If officers do confirm a wolf, Colorado now has the sole responsibility to protect it.
On Jan. 4, the Trump administration removed federal protections for gray wolves across the country. The decision gave authority over the species to state and tribal governments, which had already occurred in Wyoming after a 2017 court decision.
After Colorado gained authority over wolves, Eric Odell, the species conservation program manager for Colorado Parks and Wildlife, said biologists attempted to attach tracking collars to any Moffat County wolves in February. He said aerial flights failed to turn up anything in the area.

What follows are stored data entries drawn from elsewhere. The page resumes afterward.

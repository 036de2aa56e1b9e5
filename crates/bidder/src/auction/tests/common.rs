use std::sync::Arc;

use axum::body::Body;
use axum::http::{Request, StatusCode};
use axum::response::Response;
use serde_json::Value;
use tower::ServiceExt;

use crate::auction::{bidder_router, BidParams, BidderService};

pub(super) const BID: &str = "db131b41-a0d6-42ee-8e2e-514a7459530d";

pub(super) fn service() -> BidderService {
    BidderService::default()
}

pub(super) fn params(adsize: &str) -> BidParams {
    BidParams::new(Some("1"), Some(BID), Some(adsize))
}

pub(super) async fn get(service: Arc<BidderService>, uri: &str) -> Response {
    bidder_router(service)
        .oneshot(
            Request::get(uri)
                .body(Body::empty())
                .expect("request builds"),
        )
        .await
        .expect("route executes")
}

pub(super) async fn read_body(response: Response) -> Vec<u8> {
    axum::body::to_bytes(response.into_body(), 4096)
        .await
        .expect("read body")
        .to_vec()
}

pub(super) async fn read_json_body(response: Response) -> Value {
    let body = read_body(response).await;
    serde_json::from_slice(&body).expect("json payload")
}

pub(super) async fn assert_error(response: Response, status: StatusCode, message: &str) {
    assert_eq!(response.status(), status);
    let payload = read_json_body(response).await;
    assert_eq!(
        payload.get("error").and_then(Value::as_str),
        Some(message),
        "unexpected payload {payload}"
    );
}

“That pack has pretty much dissolved and we don’t think that they’re present anymore,” Odell said in July at a public meeting about wolves in Steamboat Springs.
Nevertheless, the state has been careful not to reveal too much about any wolves in far northwest Colorado. State wildlife officials have carefully redacted all geographical information from public documents. While CPR News has learned the details independently, it is honoring the agency’s request not to pinpoint the wolf’s location to avoid tempting anyone to harm or harass the animal — or interfere with legal hunting in an effort to protect it.

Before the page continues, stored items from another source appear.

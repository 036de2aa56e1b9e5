use crate::infra::load_catalog;
use bidder::auction::{response, AdSize, BidParams, BidderService};
use bidder::config::AppConfig;
use bidder::error::AppError;
use clap::Args;
use std::path::PathBuf;

#[derive(Args, Debug)]
pub(crate) struct CatalogArgs {
    /// Banner catalog CSV; overrides APP_CATALOG_CSV
    #[arg(long)]
    pub(crate) catalog: Option<PathBuf>,
}

#[derive(Args, Debug)]
pub(crate) struct BidArgs {
    /// Supply-side platform id
    #[arg(long)]
    pub(crate) ssp: Option<String>,
    /// Bid identifier echoed in the response
    #[arg(long)]
    pub(crate) bid: Option<String>,
    /// Ad slot size, e.g. 90x728
    #[arg(long)]
    pub(crate) adsize: Option<String>,
    /// Banner catalog CSV; overrides APP_CATALOG_CSV
    #[arg(long)]
    pub(crate) catalog: Option<PathBuf>,
}

fn resolve_catalog_path(explicit: Option<PathBuf>) -> Result<Option<PathBuf>, AppError> {
    match explicit {
        Some(path) => Ok(Some(path)),
        None => Ok(AppConfig::load()?.catalog.csv_path),
    }
}

pub(crate) fn run_catalog(args: CatalogArgs) -> Result<(), AppError> {
    let path = resolve_catalog_path(args.catalog)?;
    let catalog = load_catalog(path.as_deref())?;

    println!("Banner catalog ({} banners)", catalog.len());
    println!(
        "{:>6}  {:<8}  {:<10}  {:>6}  {:>6}  {:>6}  {:>8}  {}",
        "id", "ssp", "size", "width", "height", "price", "budget", "status"
    );
    for banner in catalog.banners() {
        let status = if banner.active { "active" } else { "inactive" };
        let (width, height) = size_columns(&banner.ad_size);
        println!(
            "{:>6}  {:<8}  {:<10}  {:>6}  {:>6}  {:>6}  {:>8}  {}",
            banner.id,
            banner.ssp,
            banner.ad_size,
            width,
            height,
            banner.price,
            banner.budget,
            status
        );
    }

    Ok(())
}

/// Width and height columns for the listing; `-` when the size is not `WIDTHxHEIGHT`.
fn size_columns(ad_size: &AdSize) -> (String, String) {
    match ad_size.dimensions() {
        Some((width, height)) => (width.to_string(), height.to_string()),
        None => ("-".to_string(), "-".to_string()),
    }
}

pub(crate) fn run_bid(args: BidArgs) -> Result<(), AppError> {
    let path = resolve_catalog_path(args.catalog)?;
    let service = BidderService::new(load_catalog(path.as_deref())?);

    let params = BidParams {
        ssp: args.ssp,
        bid: args.bid,
        adsize: args.adsize,
    };
    let outcome = service.auction(&params);
    let (status, body) = response::render(&outcome);

    println!("Outcome: {}", outcome.label());
    println!("HTTP {}", status.as_u16());
    match body {
        Some(body) => println!("{body}"),
        None => println!("(empty body)"),
    }

    Ok(())
}

#[cfg(test)]
mod tests {
    use super::*;

    #[test]
    fn run_bid_accepts_seeded_request() {
        let args = BidArgs {
            ssp: Some("1".to_string()),
            bid: Some("cli-bid".to_string()),
            adsize: Some("90x728".to_string()),
            catalog: None,
        };
        assert!(run_bid(args).is_ok());
    }

    #[test]
    fn size_columns_split_well_formed_sizes() {
        assert_eq!(
            size_columns(&AdSize::new("600x160")),
            ("600".to_string(), "160".to_string())
        );
        assert_eq!(
            size_columns(&AdSize::new("banner")),
            ("-".to_string(), "-".to_string())
        );
    }

    #[test]
    fn run_catalog_reports_missing_file() {
        let args = CatalogArgs {
            catalog: Some(PathBuf::from("/nonexistent/bidder/banners.csv")),
        };
        assert!(matches!(run_catalog(args), Err(AppError::Catalog(_))));
    }
}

Other wolf advocates have applauded the state’s wolf protection efforts. Mike Phillips, the director of the Turner Endangered Species Fund and a science advisor for the 2020 reintroduction campaign, said Colorado has embraced its legal responsibility to guard the species.

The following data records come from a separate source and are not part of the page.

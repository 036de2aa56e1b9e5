use std::cmp::Reverse;

use tracing::warn;

use super::domain::{Banner, BannerId, BidRequest};
use super::ledger::{BudgetLedger, LedgerError};
use super::validation::ValidationError;

/// Result of one auction.
#[derive(Debug, Clone, PartialEq, Eq)]
pub enum AuctionOutcome {
    Won(WinningBid),
    /// No active banner for the platform and size.
    NoMatch,
    /// Every candidate failed its budget reservation.
    BudgetExhausted,
    Rejected(ValidationError),
}

impl AuctionOutcome {
    pub fn label(&self) -> &'static str {
        match self {
            AuctionOutcome::Won(_) => "won",
            AuctionOutcome::NoMatch => "no_match",
            AuctionOutcome::BudgetExhausted => "budget_exhausted",
            AuctionOutcome::Rejected(_) => "rejected",
        }
    }
}

/// Banner that reserved budget for a request. `bid_id` is still the raw caller text.
#[derive(Debug, Clone, PartialEq, Eq)]
pub struct WinningBid {
    pub bid_id: String,
    pub banner_id: BannerId,
    pub price: u64,
}

/// Rank candidates by price, highest first, with the lower banner id winning ties.
pub fn rank<'a>(mut candidates: Vec<&'a Banner>) -> Vec<&'a Banner> {
    candidates.sort_by_key(|banner| (Reverse(banner.price), banner.id));
    candidates
}

/// Walk the ranking and award the first banner whose budget covers its price.
pub fn select(
    request: &BidRequest,
    candidates: Vec<&Banner>,
    ledger: &BudgetLedger,
) -> AuctionOutcome {
    if candidates.is_empty() {
        return AuctionOutcome::NoMatch;
    }

    for banner in rank(candidates) {
        match ledger.try_reserve(banner.id, banner.price) {
            Ok(_) => {
                return AuctionOutcome::Won(WinningBid {
                    bid_id: request.bid_id.clone(),
                    banner_id: banner.id,
                    price: banner.price,
                });
            }
            Err(LedgerError::InsufficientBudget { .. }) => continue,
            Err(err @ LedgerError::UnknownBanner(_)) => {
                warn!(error = %err, "catalog banner missing from ledger");
            }
        }
    }

    AuctionOutcome::BudgetExhausted
}

#[cfg(test)]
mod tests {
    use super::*;
    use crate::auction::domain::{AdSize, SspId};

    fn banner(id: u64, price: u64, budget: i64) -> Banner {
        Banner {
            id: BannerId(id),
            ssp: SspId::new("1"),
            ad_size: AdSize::new("100x100"),
            price,
            budget,
            active: true,
        }
    }

    fn request() -> BidRequest {
        BidRequest {
            ssp: SspId::new("1"),
            bid_id: "bid-1".to_string(),
            ad_size: AdSize::new("100x100"),
        }
    }

    fn ledger_for(banners: &[Banner]) -> BudgetLedger {
        BudgetLedger::new(banners.iter().map(|banner| (banner.id, banner.budget)))
    }

    #[test]
    fn rank_orders_by_price_then_lowest_id() {
        let banners = [
            banner(7, 10, 0),
            banner(3, 5, 0),
            banner(6, 10, 0),
            banner(9, 20, 0),
        ];
        let ranked: Vec<_> = rank(banners.iter().collect())
            .into_iter()
            .map(|banner| banner.id.0)
            .collect();
        assert_eq!(ranked, vec![9, 6, 7, 3]);
    }

    #[test]
    fn empty_candidates_are_no_match() {
        let ledger = BudgetLedger::default();
        assert_eq!(
            select(&request(), Vec::new(), &ledger),
            AuctionOutcome::NoMatch
        );
    }

    #[test]
    fn falls_through_to_next_funded_candidate() {
        let banners = [banner(5, 20, 10), banner(8, 15, 100)];
        let ledger = ledger_for(&banners);

        let outcome = select(&request(), banners.iter().collect(), &ledger);

        assert_eq!(
            outcome,
            AuctionOutcome::Won(WinningBid {
                bid_id: "bid-1".to_string(),
                banner_id: BannerId(8),
                price: 15,
            })
        );
        assert_eq!(ledger.remaining(BannerId(5)), Some(10));
        assert_eq!(ledger.remaining(BannerId(8)), Some(85));
    }

    #[test]
    fn all_unfunded_candidates_exhaust_budget() {
        let banners = [banner(3, 10, 5), banner(4, 10, -20)];
        let ledger = ledger_for(&banners);

        let outcome = select(&request(), banners.iter().collect(), &ledger);

        assert_eq!(outcome, AuctionOutcome::BudgetExhausted);
        assert_eq!(outcome.label(), "budget_exhausted");
    }

    #[test]
    fn banner_without_ledger_entry_is_skipped() {
        let banners = [banner(1, 30, 100), banner(2, 10, 100)];
        let ledger = BudgetLedger::new([(BannerId(2), 100)]);

        let outcome = select(&request(), banners.iter().collect(), &ledger);

        assert!(matches!(
            outcome,
            AuctionOutcome::Won(WinningBid {
                banner_id: BannerId(2),
                ..
            })
        ));
    }
}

“There’s this tendency for people to imagine gray wolves will demand something new of a state fish and game agency,” Phillips said. “In fact, they really don’t. They just demand that they continue to do their jobs well, and I have no doubt that CPW can and will do that.”
While attempts to collar a wolf in northwest Colorado failed last winter, state biologists were successful further east. In February, wildlife officials announced they had attached a tracking device to a gray wolf first observed in Jackson County.
The animal had been seen traveling with another black-furred wolf, known as F1084, which had migrated into the state from Wyoming’s Snake River Pack near Yellowstone National Park. Biologists know its origin because its long worn its own tracking collar.
Since the U.S. government started reintroducing wolves in the 1990s, collars have helped biologists study and monitor wolf movements. The decision to track the Jackson County partners quickly revealed another Colorado wolf milestone. This spring, wildlife officials said the pair had given birth to a litter of pups, marking the first clear evidence of wolf breeding in Colorado since the 1940s.
Dan Prenzlow, the director of Colorado Parks and Wildlife, said he wishes the agency also collared wolves in Moffat County but cautioned his staff simply lack the resources to track every Colorado predator.
“We’re not going to create a perception around the state where we are going to know, minute by minute, where every wolf is,” Prenzlow said.
The lack of any tracking data means the fate of the Moffat County wolf pack will likely remain a mystery. Vardaman, the wildlife advocate monitoring the remaining wolf, said it’s possible the wolf isn’t from the original group. It may have come to the state all on its own.
No matter its origin, Vardaman thinks the animal deserves more attention from the state. If wildlife officers confirm it, she thinks they should tell people it’s being monitored and protected under state law.
“I know CPW is torn in a thousand directions, but if we are going to reintroduce wolves, we need to step up our game with the packs that are already here,” Vardaman said.